Task input →
__________

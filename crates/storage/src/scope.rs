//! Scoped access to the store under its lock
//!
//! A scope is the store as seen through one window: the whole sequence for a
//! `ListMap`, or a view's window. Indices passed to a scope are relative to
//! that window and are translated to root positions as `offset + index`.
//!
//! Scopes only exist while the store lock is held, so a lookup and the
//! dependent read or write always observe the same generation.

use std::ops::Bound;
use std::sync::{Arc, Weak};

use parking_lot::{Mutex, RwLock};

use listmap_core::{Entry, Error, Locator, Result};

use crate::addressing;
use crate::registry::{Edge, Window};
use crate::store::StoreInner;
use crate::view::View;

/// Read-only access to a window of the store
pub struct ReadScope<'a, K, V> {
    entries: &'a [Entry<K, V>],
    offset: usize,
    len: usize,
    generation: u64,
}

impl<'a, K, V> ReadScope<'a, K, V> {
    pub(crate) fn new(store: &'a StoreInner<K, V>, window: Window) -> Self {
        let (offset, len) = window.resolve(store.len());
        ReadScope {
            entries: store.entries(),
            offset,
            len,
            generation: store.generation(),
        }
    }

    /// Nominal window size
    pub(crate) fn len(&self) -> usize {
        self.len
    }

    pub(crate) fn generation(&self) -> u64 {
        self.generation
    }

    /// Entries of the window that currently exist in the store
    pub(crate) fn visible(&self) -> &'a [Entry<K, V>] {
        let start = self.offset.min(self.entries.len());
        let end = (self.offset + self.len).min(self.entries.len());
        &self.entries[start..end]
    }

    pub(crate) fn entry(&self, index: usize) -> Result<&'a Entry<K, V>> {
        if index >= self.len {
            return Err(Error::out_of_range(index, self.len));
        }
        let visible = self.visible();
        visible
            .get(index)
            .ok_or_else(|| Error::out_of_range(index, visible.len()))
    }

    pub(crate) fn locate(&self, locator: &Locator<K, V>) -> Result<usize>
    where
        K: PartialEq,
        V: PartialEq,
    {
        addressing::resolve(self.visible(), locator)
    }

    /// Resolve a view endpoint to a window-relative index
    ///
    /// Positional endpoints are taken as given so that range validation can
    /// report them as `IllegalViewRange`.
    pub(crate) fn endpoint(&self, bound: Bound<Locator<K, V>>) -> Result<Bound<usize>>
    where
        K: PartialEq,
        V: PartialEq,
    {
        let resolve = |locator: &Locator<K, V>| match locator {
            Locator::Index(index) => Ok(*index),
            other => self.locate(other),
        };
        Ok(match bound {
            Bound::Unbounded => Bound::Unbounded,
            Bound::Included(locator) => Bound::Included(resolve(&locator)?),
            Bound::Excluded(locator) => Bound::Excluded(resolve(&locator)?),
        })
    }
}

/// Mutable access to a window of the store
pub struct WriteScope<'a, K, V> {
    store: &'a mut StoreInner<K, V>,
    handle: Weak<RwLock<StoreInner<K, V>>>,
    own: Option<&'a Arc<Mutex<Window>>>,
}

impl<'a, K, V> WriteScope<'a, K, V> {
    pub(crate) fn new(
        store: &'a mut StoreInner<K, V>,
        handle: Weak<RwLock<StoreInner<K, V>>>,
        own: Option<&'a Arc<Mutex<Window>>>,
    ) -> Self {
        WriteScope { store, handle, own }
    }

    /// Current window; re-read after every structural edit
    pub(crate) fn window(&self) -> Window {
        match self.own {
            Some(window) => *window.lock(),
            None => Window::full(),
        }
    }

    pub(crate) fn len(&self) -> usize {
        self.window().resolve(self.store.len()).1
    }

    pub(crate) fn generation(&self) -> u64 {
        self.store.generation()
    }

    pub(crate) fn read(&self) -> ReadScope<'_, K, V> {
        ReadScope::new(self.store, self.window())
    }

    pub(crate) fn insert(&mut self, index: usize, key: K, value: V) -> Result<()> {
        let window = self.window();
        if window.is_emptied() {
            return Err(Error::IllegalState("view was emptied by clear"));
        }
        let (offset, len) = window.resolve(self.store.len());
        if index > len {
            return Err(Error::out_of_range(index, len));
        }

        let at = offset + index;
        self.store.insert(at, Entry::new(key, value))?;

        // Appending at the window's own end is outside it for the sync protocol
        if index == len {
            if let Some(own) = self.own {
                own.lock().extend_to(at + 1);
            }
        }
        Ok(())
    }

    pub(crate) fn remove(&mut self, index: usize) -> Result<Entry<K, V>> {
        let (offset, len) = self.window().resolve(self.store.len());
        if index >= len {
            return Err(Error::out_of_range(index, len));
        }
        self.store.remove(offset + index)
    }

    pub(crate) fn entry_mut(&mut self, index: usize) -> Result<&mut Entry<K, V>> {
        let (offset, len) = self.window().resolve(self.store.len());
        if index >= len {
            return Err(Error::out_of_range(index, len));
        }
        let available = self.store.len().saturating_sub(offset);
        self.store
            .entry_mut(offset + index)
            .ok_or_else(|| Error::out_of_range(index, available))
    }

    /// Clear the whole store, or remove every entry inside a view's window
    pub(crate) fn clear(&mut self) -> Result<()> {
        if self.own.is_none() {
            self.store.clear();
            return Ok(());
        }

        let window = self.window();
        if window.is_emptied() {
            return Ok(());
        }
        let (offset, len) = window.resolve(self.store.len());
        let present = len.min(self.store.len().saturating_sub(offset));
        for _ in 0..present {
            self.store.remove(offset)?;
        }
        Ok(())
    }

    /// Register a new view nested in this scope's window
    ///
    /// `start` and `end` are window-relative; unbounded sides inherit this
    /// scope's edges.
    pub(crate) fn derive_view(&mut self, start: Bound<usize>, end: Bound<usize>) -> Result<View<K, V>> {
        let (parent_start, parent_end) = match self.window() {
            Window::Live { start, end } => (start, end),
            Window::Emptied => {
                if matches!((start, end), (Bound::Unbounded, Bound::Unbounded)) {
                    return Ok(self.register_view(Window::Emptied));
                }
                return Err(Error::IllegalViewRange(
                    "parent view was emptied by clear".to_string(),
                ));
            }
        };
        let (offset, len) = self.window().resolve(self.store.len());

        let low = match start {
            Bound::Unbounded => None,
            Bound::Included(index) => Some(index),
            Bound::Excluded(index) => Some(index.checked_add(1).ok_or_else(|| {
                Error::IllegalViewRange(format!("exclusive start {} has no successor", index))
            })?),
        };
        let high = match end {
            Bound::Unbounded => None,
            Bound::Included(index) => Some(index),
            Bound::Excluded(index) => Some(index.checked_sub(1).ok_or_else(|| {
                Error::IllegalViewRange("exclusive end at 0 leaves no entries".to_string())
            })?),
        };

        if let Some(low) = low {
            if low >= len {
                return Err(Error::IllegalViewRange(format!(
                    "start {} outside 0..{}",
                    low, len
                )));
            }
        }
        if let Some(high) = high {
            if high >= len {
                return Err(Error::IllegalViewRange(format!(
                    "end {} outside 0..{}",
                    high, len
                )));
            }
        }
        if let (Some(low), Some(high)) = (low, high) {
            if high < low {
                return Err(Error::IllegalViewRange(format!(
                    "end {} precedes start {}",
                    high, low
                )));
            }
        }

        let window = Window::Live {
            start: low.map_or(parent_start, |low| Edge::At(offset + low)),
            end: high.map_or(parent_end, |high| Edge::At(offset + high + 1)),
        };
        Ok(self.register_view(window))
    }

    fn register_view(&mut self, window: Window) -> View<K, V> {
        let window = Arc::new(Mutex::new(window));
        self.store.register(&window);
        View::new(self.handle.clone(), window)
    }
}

__________

Go through the entries. Report every line that contains the word "Mutex".

Task output →
use parking_lot::{Mutex, RwLock};
    own: Option<&'a Arc<Mutex<Window>>>,
        own: Option<&'a Arc<Mutex<Window>>>,
        let window = Arc::new(Mutex::new(window));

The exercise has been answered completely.